### EXERCISE DATA

= = =

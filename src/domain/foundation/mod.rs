//! Foundation module - Shared domain primitives.
//!
//! Contains value objects, identifiers, error types and the base
//! repository contract that form the vocabulary of the ticketing domain.

mod errors;
mod ids;
mod money;
mod repository;
mod timestamp;

pub use errors::{DomainError, ErrorCode, ValidationError};
pub use ids::{AddressId, CategoryId, EventId, PersonId, TicketId, VenueId};
pub use money::Money;
pub use repository::{Predicate, Repository};
pub use timestamp::Timestamp;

= = =

Take the line with "the ticketing domain." and all lines after it through the end of the records, and write them out exactly; include nothing else.

### ANSWER
//! repository contract that form the vocabulary of the ticketing domain.

mod errors;
mod ids;
mod money;
mod repository;
mod timestamp;

pub use errors::{DomainError, ErrorCode, ValidationError};
pub use ids::{AddressId, CategoryId, EventId, PersonId, TicketId, VenueId};
pub use money::Money;
pub use repository::{Predicate, Repository};
pub use timestamp::Timestamp;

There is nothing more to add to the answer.